Survival analysis of cohort 2a by expression status of the six genes
We then evaluated prognostic implication of the expression status of the six genes on RFS in cohort 2a (Fig. 2). For all six genes, patients with lower gene expression had worse RFS compared with patients with higher gene expression. We next analyzed the correlations of expression status of the six genes. As shown in Supplementary Fig. S7, the expression status of BMP6 was not concordant with that of the other five genes; however, the expression status of the other five genes was associated with each other with high concordance rates (57.6%–75.2%). Furthermore, multivariable analysis of the expression status of the six genes revealed that BMP6 and OLFM1 expressions were independent prognostic factors for RFS (Supplementary Table S4). These results indicate that the expressions of BMP6 and OLFM1 were candidate prognostic markers. Prognostic implications of BMP6 and OLFM1 expression status were further validated using the TCGA validation cohort from the Human Protein Atlas (Supplementary Fig. S8). We also observed that the prognostic implications of these genes were prominent in early-stage lung adenocarcinomas compared with later-stage disease (Supplementary Fig. S9).

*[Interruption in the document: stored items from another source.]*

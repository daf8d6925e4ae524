use log::{debug, info, warn};
use std::sync::atomic::{AtomicBool, AtomicU8, Ordering};

use crate::client::RecipeSource;
use crate::config::DetailFailure;
use crate::input;
use crate::model::{RecipeCard, SearchResult};
use crate::render::OutputSink;
use crate::FinderError;

/// Warning raised when the search stage fails.
pub const SEARCH_FAILED_WARNING: &str = "Error fetching recipes. Please try again later.";

/// Placeholder shown when a search yields no candidates.
pub const NO_RECIPES_MESSAGE: &str = "No recipes found. Try different ingredients!";

/// How a stage recovers from a failed lookup
#[derive(Debug, Clone, Copy, PartialEq, Eq)]
pub enum StagePolicy {
    /// Warn the user and continue as if nothing was found
    WarnAndEmpty,
    /// Drop the affected candidate, tell nobody
    SkipCandidate,
    /// Render a "details unavailable" card for the affected candidate
    PlaceholderCard,
}

impl From<DetailFailure> for StagePolicy {
    fn from(value: DetailFailure) -> Self {
        match value {
            DetailFailure::Skip => StagePolicy::SkipCandidate,
            DetailFailure::Placeholder => StagePolicy::PlaceholderCard,
        }
    }
}

/// A named pipeline stage and its failure policy
#[derive(Debug, Clone, Copy, PartialEq, Eq)]
pub struct Stage {
    pub name: &'static str,
    pub policy: StagePolicy,
}

impl Stage {
    pub const SEARCH: Stage = Stage {
        name: "search",
        policy: StagePolicy::WarnAndEmpty,
    };

    pub const fn details(policy: StagePolicy) -> Stage {
        Stage {
            name: "details",
            policy,
        }
    }
}

/// Where a finder is in its run cycle
#[derive(Debug, Clone, Copy, PartialEq, Eq)]
#[repr(u8)]
pub enum RunState {
    Idle = 0,
    Loading = 1,
    Empty = 2,
    Populated = 3,
}

impl RunState {
    fn from_u8(value: u8) -> Self {
        match value {
            1 => RunState::Loading,
            2 => RunState::Empty,
            3 => RunState::Populated,
            _ => RunState::Idle,
        }
    }
}

/// How a run ended
#[derive(Debug, Clone, Copy, PartialEq, Eq)]
pub enum RunOutcome {
    /// Another run was still in flight; nothing was done
    Busy,
    /// The input was empty; no request was made
    Rejected,
    /// The search produced no candidates
    Empty,
    /// Cards were rendered for the candidates whose details arrived
    Populated { cards: usize, dropped: usize },
}

/// Validates input, searches, fetches details one by one and renders cards.
pub struct RecipeFinder {
    source: Box<dyn RecipeSource>,
    limit: u32,
    recipe_base_url: String,
    search_stage: Stage,
    details_stage: Stage,
    in_flight: AtomicBool,
    state: AtomicU8,
}

/// Holds the run slot. If the run future is dropped midway the indicator is
/// hidden and the finder goes back to idle.
struct RunGuard<'a, 's> {
    finder: &'a RecipeFinder,
    sink: &'a mut (dyn OutputSink + Send + 's),
}

impl Drop for RunGuard<'_, '_> {
    fn drop(&mut self) {
        if self.finder.state() == RunState::Loading {
            self.finder.set_state(RunState::Idle);
            self.sink.hide_loading();
        }
        self.finder.in_flight.store(false, Ordering::Release);
    }
}

impl RecipeFinder {
    pub fn new(
        source: Box<dyn RecipeSource>,
        limit: u32,
        recipe_base_url: impl Into<String>,
        detail_policy: StagePolicy,
    ) -> Self {
        Self {
            source,
            limit,
            recipe_base_url: recipe_base_url.into(),
            search_stage: Stage::SEARCH,
            details_stage: Stage::details(detail_policy),
            in_flight: AtomicBool::new(false),
            state: AtomicU8::new(RunState::Idle as u8),
        }
    }

    /// Creates a new builder for a recipe finder
    pub fn builder() -> crate::builder::RecipeFinderBuilder {
        crate::builder::RecipeFinderBuilder::default()
    }

    /// `Loading` while a run is in flight, then the outcome of the last
    /// run (`Empty`, `Populated`, or `Idle` after a rejected or cancelled
    /// run) until the next one starts.
    pub fn state(&self) -> RunState {
        RunState::from_u8(self.state.load(Ordering::Acquire))
    }

    /// True while a run is in flight
    pub fn is_running(&self) -> bool {
        self.in_flight.load(Ordering::Acquire)
    }

    pub fn limit(&self) -> u32 {
        self.limit
    }

    pub fn details_stage(&self) -> Stage {
        self.details_stage
    }

    fn set_state(&self, state: RunState) {
        self.state.store(state as u8, Ordering::Release);
    }

    fn try_begin(&self) -> bool {
        self.in_flight
            .compare_exchange(false, true, Ordering::AcqRel, Ordering::Acquire)
            .is_ok()
    }

    /// Run the whole pipeline for one user action.
    ///
    /// Only one run may be in flight per finder; a second trigger while one
    /// is running returns [`RunOutcome::Busy`] without touching the sink.
    pub async fn run(&self, raw: &str, sink: &mut (dyn OutputSink + Send)) -> RunOutcome {
        if !self.try_begin() {
            debug!("Ignoring trigger while a run is in flight");
            return RunOutcome::Busy;
        }
        let mut guard = RunGuard { finder: self, sink };

        self.set_state(RunState::Loading);
        guard.sink.show_loading();
        let outcome = self.run_stages(raw, &mut *guard.sink).await;
        self.set_state(match outcome {
            RunOutcome::Empty => RunState::Empty,
            RunOutcome::Populated { .. } => RunState::Populated,
            RunOutcome::Busy | RunOutcome::Rejected => RunState::Idle,
        });
        guard.sink.hide_loading();
        drop(guard);

        info!("Run finished: {:?}", outcome);
        outcome
    }

    async fn run_stages(&self, raw: &str, sink: &mut (dyn OutputSink + Send)) -> RunOutcome {
        let query = match input::validate(raw) {
            Ok(query) => query,
            Err(e) => {
                sink.warn(&e.to_string());
                return RunOutcome::Rejected;
            }
        };

        let candidates = self.search(query.as_str(), sink).await;

        sink.clear();
        if candidates.is_empty() {
            sink.show_message(NO_RECIPES_MESSAGE);
            return RunOutcome::Empty;
        }

        let mut cards = 0;
        let mut dropped = 0;
        for candidate in &candidates {
            match self.card_for(candidate).await {
                Some(card) => {
                    sink.append(&card);
                    cards += 1;
                }
                None => dropped += 1,
            }
        }

        RunOutcome::Populated { cards, dropped }
    }

    async fn search(
        &self,
        query: &str,
        sink: &mut (dyn OutputSink + Send),
    ) -> Vec<SearchResult> {
        match self.source.search(query, self.limit).await {
            Ok(mut candidates) => {
                if candidates.len() > self.limit as usize {
                    debug!(
                        "Search returned {} candidates, keeping the first {}",
                        candidates.len(),
                        self.limit
                    );
                    candidates.truncate(self.limit as usize);
                }
                debug!("Search for {:?} found {} candidates", query, candidates.len());
                candidates
            }
            Err(e) => {
                self.recover(self.search_stage, &e, sink);
                Vec::new()
            }
        }
    }

    async fn card_for(&self, candidate: &SearchResult) -> Option<RecipeCard> {
        match self.source.details(candidate.id).await {
            Ok(detail) => Some(RecipeCard::new(candidate, &detail, &self.recipe_base_url)),
            Err(e) => {
                warn!(
                    "{} stage failed for recipe {}: {}",
                    self.details_stage.name, candidate.id, e
                );
                match self.details_stage.policy {
                    StagePolicy::PlaceholderCard => Some(RecipeCard::unavailable(
                        candidate,
                        &self.recipe_base_url,
                    )),
                    StagePolicy::SkipCandidate | StagePolicy::WarnAndEmpty => None,
                }
            }
        }
    }

    fn recover(
        &self,
        stage: Stage,
        error: &FinderError,
        sink: &mut (dyn OutputSink + Send),
    ) {
        warn!("{} stage failed: {}", stage.name, error);
        if stage.policy == StagePolicy::WarnAndEmpty {
            sink.warn(SEARCH_FAILED_WARNING);
        }
    }
}

#[cfg(test)]
mod tests {
    use super::*;
    use crate::model::RecipeDetail;
    use async_trait::async_trait;
    use std::sync::atomic::AtomicUsize;
    use std::sync::Arc;

    struct StubSource {
        results: Vec<SearchResult>,
        calls: Arc<AtomicUsize>,
    }

    #[async_trait]
    impl RecipeSource for StubSource {
        async fn search(
            &self,
            _ingredients: &str,
            _limit: u32,
        ) -> Result<Vec<SearchResult>, FinderError> {
            self.calls.fetch_add(1, Ordering::SeqCst);
            Ok(self.results.clone())
        }

        async fn details(&self, _recipe_id: u64) -> Result<RecipeDetail, FinderError> {
            self.calls.fetch_add(1, Ordering::SeqCst);
            Ok(RecipeDetail {
                instructions: Some("Cook.".to_string()),
            })
        }
    }

    #[derive(Default)]
    struct CountingSink {
        cards: usize,
        warnings: usize,
        loading: bool,
    }

    impl OutputSink for CountingSink {
        fn show_loading(&mut self) {
            self.loading = true;
        }
        fn hide_loading(&mut self) {
            self.loading = false;
        }
        fn clear(&mut self) {
            self.cards = 0;
        }
        fn append(&mut self, _card: &RecipeCard) {
            self.cards += 1;
        }
        fn show_message(&mut self, _message: &str) {}
        fn warn(&mut self, _message: &str) {
            self.warnings += 1;
        }
    }

    fn candidate(id: u64) -> SearchResult {
        SearchResult {
            id,
            title: format!("Recipe {}", id),
            image: format!("{}.jpg", id),
            used_ingredient_count: None,
            missed_ingredient_count: None,
        }
    }

    #[test]
    fn test_detail_failure_maps_to_policy() {
        assert_eq!(
            StagePolicy::from(DetailFailure::Skip),
            StagePolicy::SkipCandidate
        );
        assert_eq!(
            StagePolicy::from(DetailFailure::Placeholder),
            StagePolicy::PlaceholderCard
        );
        assert_eq!(Stage::SEARCH.policy, StagePolicy::WarnAndEmpty);
    }

    #[tokio::test]
    async fn test_rejected_input_makes_no_calls() {
        let calls = Arc::new(AtomicUsize::new(0));
        let finder = RecipeFinder::new(
            Box::new(StubSource {
                results: vec![candidate(1)],
                calls: calls.clone(),
            }),
            5,
            "https://spoonacular.com/recipes",
            StagePolicy::SkipCandidate,
        );
        let mut sink = CountingSink::default();

        assert_eq!(finder.run("   ", &mut sink).await, RunOutcome::Rejected);
        assert_eq!(calls.load(Ordering::SeqCst), 0);
        assert_eq!(sink.warnings, 1);
        assert!(!sink.loading);
        assert_eq!(finder.state(), RunState::Idle);
    }

    #[tokio::test]
    async fn test_results_beyond_limit_are_not_rendered() {
        let calls = Arc::new(AtomicUsize::new(0));
        let finder = RecipeFinder::new(
            Box::new(StubSource {
                results: (1..=8).map(candidate).collect(),
                calls,
            }),
            5,
            "https://spoonacular.com/recipes",
            StagePolicy::SkipCandidate,
        );
        let mut sink = CountingSink::default();

        let outcome = finder.run("eggs", &mut sink).await;
        assert_eq!(
            outcome,
            RunOutcome::Populated {
                cards: 5,
                dropped: 0
            }
        );
        assert_eq!(sink.cards, 5);
    }

    fn stub_finder(results: Vec<SearchResult>) -> RecipeFinder {
        RecipeFinder::new(
            Box::new(StubSource {
                results,
                calls: Arc::new(AtomicUsize::new(0)),
            }),
            5,
            "https://spoonacular.com/recipes",
            StagePolicy::SkipCandidate,
        )
    }

    #[tokio::test]
    async fn test_state_reports_last_outcome() {
        let mut sink = CountingSink::default();

        let empty = stub_finder(Vec::new());
        assert_eq!(empty.state(), RunState::Idle);
        assert_eq!(empty.run("gravel", &mut sink).await, RunOutcome::Empty);
        assert_eq!(empty.state(), RunState::Empty);
        assert!(!empty.is_running());

        let populated = stub_finder(vec![candidate(1), candidate(2)]);
        populated.run("eggs", &mut sink).await;
        assert_eq!(populated.state(), RunState::Populated);

        // a rejected trigger leaves the finder idle again
        populated.run("  ", &mut sink).await;
        assert_eq!(populated.state(), RunState::Idle);
    }

    fn assert_send<T: Send>(_: &T) {}

    #[test]
    fn test_run_future_is_send() {
        let finder = stub_finder(vec![candidate(1)]);
        let mut sink = CountingSink::default();
        let run = finder.run("eggs", &mut sink);
        assert_send(&run);
    }
}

Combination of OLFM1 and BMP6 expression status as a prognostic factor
We next evaluated the prognostic implications of the combinations of OLFM1 and BMP6 expression status on RFS. As shown in Fig. 3A and B, we found that patients with lower expression for both genes had worse prognosis, followed by patients who had lower expression for either of the two genes. Patients with higher expression of both BMP6 and OLFM1 showed RFS of 91.2% (95% CI, 75.1%–95.1%) at 5 years, compared with patients with lower expression of OLFM1 or BMP6 and patients with lower expression for both genes, who showed 5-year RFS of 60.7% [95% confidence interval (CI), 47.3%–71.6%] and 40% (95% CI, 22.8%–56.7%), respectively. We also found that the expression status of OLFM1 and BMP6 was associated with OS (Supplementary Fig. S10).

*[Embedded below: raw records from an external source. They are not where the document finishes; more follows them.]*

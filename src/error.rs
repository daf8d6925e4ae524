use thiserror::Error;

/// Errors that can occur while finding recipes
#[derive(Error, Debug)]
pub enum FinderError {
    /// The ingredient text was empty after trimming
    #[error("Please enter some ingredients!")]
    EmptyInput,

    /// Transport failure talking to the recipe API
    #[error("Failed to reach recipe API: {0}")]
    Network(#[source] reqwest::Error),

    /// The recipe API answered with a non-success status
    #[error("Recipe API returned {status} for {url}")]
    Status {
        status: reqwest::StatusCode,
        url: String,
    },

    /// Response body was not the JSON we expected
    #[error("Failed to decode response: {0}")]
    Decode(#[from] serde_json::Error),

    /// No API key in config, KITCHEN__API_KEY or SPOONACULAR_API_KEY
    #[error("No Spoonacular API key configured (set KITCHEN__API_KEY or SPOONACULAR_API_KEY)")]
    MissingApiKey,

    /// Configuration error
    #[error("Configuration error: {0}")]
    Config(#[from] config::ConfigError),

    /// Builder configuration error
    #[error("Builder error: {0}")]
    Builder(String),
}

// The request URL carries the API key in its query, so it never goes into the error
impl From<reqwest::Error> for FinderError {
    fn from(e: reqwest::Error) -> Self {
        FinderError::Network(e.without_url())
    }
}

Multivariable analysis revealed that OLFM1 and BMP6 expression status was an independent prognostic factor for RFS; the HR was 4.28 (95% CI, 1.47–12.46; P = 0.008) in patients with low expression for either OLFM1 or BMP6 and 7.32 (95% CI, 2.36–22.72; P < 0.001) in patients with low expression for both OLFM1 and BMP6 compared with those who had high expression for both genes (Table 1). Similar findings were observed in multivariable analysis for OS. We also found that vascular invasion (HR, 3.13; 95% CI, 1.37–7.36; P = 0.007) and male sex (HR, 2.46; 95% CI, 1.19–5.06; P = 0.014) were independent poor prognostic factors for OS.
We next examined the clinicopathologic characteristics of the subgroups of patients divided by OLFM1 and BMP6 expression status (Table 2). We observed that high-risk gene expression status was significantly associated with male sex (P = 0.028) and pathologic high-risk status (P = 0.012), which was defined as the presence of one of following factors: large invasive tumor size (>2.0 cm), pleural invasion, and/or lympho-vascular invasion.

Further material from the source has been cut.